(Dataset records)

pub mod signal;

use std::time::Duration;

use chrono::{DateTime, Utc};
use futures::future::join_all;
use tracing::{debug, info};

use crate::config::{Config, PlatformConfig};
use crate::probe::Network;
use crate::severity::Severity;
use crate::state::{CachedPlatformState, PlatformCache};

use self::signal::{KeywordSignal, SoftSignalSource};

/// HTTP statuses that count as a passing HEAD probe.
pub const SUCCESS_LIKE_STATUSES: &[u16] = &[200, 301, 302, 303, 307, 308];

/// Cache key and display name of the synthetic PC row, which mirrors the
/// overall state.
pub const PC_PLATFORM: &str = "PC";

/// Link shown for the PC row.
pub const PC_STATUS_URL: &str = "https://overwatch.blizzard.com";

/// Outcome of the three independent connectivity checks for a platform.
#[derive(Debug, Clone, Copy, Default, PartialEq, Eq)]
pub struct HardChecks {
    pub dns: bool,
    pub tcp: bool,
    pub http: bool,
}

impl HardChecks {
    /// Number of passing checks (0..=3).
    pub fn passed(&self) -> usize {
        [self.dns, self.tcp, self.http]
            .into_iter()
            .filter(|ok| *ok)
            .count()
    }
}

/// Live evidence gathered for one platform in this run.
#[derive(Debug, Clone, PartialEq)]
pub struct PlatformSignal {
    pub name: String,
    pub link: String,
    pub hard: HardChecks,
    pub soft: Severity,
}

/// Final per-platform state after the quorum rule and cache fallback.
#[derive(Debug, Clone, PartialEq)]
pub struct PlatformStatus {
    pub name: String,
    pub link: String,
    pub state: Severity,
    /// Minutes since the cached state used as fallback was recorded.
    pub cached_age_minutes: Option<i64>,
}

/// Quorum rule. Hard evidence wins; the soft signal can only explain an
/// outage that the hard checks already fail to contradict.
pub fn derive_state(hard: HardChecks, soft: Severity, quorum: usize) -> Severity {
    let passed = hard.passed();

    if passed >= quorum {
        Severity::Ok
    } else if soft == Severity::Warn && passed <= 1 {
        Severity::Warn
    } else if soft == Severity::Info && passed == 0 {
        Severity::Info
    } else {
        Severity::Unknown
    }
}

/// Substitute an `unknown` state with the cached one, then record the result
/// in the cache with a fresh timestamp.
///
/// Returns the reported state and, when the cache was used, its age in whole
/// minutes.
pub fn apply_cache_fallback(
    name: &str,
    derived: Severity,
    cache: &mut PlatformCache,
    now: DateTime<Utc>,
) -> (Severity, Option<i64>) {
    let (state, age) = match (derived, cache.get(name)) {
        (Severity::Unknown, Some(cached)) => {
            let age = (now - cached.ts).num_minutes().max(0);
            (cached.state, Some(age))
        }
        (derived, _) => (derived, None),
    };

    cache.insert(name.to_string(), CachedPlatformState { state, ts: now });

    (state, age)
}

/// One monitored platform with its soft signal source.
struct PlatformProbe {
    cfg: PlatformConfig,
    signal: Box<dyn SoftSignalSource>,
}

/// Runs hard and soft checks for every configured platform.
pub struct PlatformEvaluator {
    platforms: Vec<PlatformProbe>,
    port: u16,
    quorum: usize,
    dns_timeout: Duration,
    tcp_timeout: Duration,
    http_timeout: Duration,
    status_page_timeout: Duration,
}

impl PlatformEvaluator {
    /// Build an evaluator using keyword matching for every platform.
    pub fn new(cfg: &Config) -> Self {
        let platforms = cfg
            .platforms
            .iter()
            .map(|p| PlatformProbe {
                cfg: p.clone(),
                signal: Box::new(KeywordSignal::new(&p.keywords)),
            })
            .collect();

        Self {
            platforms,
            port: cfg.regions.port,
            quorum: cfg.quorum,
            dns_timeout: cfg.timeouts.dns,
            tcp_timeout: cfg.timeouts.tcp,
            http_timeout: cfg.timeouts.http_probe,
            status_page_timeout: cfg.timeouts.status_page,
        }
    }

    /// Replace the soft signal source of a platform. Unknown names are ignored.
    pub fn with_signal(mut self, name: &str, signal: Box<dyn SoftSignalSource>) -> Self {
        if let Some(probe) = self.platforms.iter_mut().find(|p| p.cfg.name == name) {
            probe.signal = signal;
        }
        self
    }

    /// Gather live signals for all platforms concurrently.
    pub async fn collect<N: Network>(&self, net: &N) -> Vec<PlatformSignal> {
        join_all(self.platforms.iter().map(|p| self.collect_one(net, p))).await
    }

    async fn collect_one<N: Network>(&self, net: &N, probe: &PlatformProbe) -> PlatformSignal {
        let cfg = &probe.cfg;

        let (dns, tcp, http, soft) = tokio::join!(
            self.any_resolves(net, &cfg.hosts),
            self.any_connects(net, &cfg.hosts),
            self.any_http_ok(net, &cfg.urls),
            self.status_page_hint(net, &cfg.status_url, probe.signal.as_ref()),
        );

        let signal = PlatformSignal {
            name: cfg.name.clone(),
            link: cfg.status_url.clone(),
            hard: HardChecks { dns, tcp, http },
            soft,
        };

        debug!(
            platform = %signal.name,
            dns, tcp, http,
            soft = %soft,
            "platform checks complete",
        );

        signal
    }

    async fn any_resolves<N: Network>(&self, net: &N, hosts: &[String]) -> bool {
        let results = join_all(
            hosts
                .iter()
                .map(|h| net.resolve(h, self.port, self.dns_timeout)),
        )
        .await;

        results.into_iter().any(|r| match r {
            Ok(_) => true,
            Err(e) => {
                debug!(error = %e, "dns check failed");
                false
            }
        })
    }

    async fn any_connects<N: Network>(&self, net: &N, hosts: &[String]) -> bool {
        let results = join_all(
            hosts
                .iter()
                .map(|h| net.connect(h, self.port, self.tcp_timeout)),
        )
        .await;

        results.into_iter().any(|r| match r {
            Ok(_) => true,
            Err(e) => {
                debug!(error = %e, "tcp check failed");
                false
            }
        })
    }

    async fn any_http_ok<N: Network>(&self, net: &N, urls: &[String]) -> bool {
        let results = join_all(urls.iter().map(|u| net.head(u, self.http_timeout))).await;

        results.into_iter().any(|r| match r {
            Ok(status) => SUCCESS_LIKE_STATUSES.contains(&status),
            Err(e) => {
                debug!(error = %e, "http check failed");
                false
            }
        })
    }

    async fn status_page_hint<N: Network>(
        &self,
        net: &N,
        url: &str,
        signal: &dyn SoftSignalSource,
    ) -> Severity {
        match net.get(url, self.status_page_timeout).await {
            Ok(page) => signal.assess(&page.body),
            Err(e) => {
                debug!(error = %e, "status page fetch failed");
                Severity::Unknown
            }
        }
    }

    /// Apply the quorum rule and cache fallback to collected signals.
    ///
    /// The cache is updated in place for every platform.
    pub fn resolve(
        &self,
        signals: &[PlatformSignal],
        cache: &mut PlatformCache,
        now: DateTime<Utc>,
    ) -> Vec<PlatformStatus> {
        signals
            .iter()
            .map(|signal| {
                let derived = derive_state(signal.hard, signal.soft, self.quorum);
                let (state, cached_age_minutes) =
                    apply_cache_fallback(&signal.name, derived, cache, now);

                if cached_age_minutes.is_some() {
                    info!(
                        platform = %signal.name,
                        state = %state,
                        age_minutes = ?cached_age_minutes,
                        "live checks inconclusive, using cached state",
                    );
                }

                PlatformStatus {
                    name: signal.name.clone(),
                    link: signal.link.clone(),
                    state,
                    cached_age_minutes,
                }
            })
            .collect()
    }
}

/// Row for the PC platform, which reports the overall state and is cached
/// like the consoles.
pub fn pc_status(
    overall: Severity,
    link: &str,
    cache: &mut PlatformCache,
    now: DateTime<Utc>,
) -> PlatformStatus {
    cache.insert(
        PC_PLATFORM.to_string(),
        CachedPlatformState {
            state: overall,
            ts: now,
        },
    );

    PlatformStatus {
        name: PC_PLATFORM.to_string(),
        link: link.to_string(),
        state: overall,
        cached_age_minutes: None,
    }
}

==

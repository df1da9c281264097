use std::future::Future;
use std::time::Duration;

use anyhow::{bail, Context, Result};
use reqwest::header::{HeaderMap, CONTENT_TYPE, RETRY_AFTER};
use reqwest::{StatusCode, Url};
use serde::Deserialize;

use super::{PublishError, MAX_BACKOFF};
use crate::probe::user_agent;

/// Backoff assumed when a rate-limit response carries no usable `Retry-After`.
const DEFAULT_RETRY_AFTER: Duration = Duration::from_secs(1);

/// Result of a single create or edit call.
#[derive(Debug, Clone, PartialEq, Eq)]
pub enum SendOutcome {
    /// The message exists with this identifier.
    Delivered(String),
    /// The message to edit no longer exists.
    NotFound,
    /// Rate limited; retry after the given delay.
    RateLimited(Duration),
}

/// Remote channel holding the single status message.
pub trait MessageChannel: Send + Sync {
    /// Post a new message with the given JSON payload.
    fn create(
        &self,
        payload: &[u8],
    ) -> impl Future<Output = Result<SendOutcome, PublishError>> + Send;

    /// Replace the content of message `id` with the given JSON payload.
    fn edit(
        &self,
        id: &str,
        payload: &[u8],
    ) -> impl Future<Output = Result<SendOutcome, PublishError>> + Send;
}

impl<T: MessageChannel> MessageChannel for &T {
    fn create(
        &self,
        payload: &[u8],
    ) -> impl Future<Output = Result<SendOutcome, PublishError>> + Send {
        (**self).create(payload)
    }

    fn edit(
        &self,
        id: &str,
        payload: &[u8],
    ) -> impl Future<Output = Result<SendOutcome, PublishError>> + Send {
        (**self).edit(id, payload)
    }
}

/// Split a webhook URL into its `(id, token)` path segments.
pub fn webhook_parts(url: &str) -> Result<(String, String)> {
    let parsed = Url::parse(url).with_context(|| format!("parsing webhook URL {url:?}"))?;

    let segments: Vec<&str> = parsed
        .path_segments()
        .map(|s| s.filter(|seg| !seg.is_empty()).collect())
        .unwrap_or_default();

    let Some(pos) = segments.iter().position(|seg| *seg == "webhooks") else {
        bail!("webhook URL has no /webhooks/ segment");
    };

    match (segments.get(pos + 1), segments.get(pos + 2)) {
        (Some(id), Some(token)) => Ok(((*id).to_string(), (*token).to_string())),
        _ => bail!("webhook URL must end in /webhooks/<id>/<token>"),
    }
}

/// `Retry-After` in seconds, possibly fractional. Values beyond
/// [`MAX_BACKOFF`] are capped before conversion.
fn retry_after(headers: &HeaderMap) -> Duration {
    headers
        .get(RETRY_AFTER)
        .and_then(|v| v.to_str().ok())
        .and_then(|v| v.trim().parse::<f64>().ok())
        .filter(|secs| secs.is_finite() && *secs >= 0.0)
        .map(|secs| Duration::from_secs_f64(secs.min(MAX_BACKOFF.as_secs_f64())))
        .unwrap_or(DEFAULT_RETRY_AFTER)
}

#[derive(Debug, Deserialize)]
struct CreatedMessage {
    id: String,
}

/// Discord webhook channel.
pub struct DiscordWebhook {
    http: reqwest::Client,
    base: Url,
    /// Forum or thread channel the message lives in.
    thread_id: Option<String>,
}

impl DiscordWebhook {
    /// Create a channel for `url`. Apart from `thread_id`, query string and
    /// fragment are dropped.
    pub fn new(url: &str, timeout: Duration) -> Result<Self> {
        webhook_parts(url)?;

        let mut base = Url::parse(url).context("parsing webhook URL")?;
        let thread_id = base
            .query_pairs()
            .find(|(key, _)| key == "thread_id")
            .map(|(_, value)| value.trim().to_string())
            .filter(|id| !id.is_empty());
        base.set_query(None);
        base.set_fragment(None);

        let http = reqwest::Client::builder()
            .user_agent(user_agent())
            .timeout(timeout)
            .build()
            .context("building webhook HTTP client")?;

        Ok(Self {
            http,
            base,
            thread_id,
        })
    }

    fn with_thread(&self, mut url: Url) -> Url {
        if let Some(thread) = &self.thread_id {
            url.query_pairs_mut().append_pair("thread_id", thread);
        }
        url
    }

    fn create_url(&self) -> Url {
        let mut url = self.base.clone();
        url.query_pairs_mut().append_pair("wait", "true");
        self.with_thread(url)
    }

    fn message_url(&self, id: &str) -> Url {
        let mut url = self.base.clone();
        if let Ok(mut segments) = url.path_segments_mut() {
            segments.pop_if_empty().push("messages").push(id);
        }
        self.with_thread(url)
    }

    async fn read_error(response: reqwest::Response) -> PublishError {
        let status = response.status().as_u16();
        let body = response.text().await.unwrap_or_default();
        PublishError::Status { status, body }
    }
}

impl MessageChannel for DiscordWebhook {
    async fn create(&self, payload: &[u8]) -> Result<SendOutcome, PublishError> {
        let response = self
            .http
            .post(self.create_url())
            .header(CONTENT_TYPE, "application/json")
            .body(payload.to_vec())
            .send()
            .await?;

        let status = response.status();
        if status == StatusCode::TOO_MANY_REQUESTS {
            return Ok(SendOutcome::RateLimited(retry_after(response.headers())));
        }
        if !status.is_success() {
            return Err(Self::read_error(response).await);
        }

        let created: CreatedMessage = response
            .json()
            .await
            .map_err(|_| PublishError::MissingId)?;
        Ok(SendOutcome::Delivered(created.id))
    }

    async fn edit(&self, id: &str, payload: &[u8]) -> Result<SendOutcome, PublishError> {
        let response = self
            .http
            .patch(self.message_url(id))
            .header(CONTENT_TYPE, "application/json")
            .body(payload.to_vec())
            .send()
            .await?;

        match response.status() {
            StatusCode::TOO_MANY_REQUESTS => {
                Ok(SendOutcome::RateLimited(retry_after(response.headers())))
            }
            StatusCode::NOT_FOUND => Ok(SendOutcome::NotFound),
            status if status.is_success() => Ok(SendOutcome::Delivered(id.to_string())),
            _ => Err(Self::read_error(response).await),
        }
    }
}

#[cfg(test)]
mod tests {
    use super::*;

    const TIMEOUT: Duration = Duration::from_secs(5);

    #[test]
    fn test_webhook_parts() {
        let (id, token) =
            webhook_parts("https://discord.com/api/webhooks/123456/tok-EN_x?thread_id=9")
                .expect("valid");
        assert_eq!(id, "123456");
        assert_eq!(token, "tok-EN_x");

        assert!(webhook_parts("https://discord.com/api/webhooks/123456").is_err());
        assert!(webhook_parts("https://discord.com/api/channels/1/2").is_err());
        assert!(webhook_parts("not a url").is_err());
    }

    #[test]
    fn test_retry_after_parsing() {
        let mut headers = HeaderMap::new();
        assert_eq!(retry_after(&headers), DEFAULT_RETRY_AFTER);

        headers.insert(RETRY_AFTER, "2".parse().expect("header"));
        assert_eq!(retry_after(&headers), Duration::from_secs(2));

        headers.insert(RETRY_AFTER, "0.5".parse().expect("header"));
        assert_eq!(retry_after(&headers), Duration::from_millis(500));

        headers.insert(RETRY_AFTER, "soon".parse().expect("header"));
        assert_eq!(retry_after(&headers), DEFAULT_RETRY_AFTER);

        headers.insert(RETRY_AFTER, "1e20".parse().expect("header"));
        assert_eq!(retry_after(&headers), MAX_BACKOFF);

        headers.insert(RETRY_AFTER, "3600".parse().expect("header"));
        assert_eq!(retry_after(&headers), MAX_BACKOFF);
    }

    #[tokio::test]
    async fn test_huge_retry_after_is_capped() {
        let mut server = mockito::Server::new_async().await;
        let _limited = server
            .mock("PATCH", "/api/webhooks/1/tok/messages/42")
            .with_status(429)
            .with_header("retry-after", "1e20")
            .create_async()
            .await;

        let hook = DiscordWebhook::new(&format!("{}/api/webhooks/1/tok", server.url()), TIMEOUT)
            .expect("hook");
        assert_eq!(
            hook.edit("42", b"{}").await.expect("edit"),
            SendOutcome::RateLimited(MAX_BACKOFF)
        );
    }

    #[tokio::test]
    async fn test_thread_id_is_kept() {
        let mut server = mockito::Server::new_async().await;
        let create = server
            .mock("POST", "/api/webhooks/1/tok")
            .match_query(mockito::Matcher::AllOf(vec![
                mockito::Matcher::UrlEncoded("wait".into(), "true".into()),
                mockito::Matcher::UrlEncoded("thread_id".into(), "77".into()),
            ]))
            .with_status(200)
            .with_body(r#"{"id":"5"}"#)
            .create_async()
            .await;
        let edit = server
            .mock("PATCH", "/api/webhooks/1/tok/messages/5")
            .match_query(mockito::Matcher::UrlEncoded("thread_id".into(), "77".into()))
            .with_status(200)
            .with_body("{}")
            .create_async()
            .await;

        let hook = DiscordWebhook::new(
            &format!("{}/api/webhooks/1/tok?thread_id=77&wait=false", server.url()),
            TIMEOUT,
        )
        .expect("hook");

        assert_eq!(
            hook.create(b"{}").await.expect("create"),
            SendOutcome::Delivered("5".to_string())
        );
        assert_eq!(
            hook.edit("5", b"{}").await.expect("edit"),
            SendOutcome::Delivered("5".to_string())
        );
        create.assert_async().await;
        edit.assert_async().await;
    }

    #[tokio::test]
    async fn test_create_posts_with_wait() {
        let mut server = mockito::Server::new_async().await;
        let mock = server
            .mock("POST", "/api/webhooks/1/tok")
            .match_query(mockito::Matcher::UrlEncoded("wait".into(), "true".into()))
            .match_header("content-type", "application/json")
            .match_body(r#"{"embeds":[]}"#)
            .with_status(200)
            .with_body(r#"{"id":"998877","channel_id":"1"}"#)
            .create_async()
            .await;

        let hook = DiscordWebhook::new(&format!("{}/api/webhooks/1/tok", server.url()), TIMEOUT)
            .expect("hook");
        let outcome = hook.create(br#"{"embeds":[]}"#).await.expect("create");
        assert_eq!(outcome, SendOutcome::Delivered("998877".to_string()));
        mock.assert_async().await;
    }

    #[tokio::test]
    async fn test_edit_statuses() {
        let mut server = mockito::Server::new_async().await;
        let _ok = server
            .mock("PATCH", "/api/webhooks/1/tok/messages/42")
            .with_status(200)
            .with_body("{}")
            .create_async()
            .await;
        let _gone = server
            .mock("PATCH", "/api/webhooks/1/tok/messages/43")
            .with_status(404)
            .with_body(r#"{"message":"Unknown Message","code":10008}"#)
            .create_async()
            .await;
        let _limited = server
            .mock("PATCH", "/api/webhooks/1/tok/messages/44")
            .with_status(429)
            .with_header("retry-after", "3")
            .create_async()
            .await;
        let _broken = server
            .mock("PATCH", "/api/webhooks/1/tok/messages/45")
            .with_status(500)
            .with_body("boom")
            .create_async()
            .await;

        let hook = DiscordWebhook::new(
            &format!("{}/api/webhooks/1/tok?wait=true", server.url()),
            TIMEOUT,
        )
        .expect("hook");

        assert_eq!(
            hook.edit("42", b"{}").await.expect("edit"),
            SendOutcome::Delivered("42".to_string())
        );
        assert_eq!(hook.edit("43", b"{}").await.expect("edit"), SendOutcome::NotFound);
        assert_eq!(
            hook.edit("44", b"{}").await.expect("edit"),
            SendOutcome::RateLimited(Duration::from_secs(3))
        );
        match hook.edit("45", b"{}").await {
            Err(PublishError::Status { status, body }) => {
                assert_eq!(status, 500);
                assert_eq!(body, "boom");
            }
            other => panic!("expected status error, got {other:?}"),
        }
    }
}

PROBLEM TO SOLVE: Lines that contain "CachedPlatformState" are to be copied from the records above.

TASK SOLUTION:
use crate::state::{CachedPlatformState, PlatformCache};
    cache.insert(name.to_string(), CachedPlatformState { state, ts: now });
        CachedPlatformState {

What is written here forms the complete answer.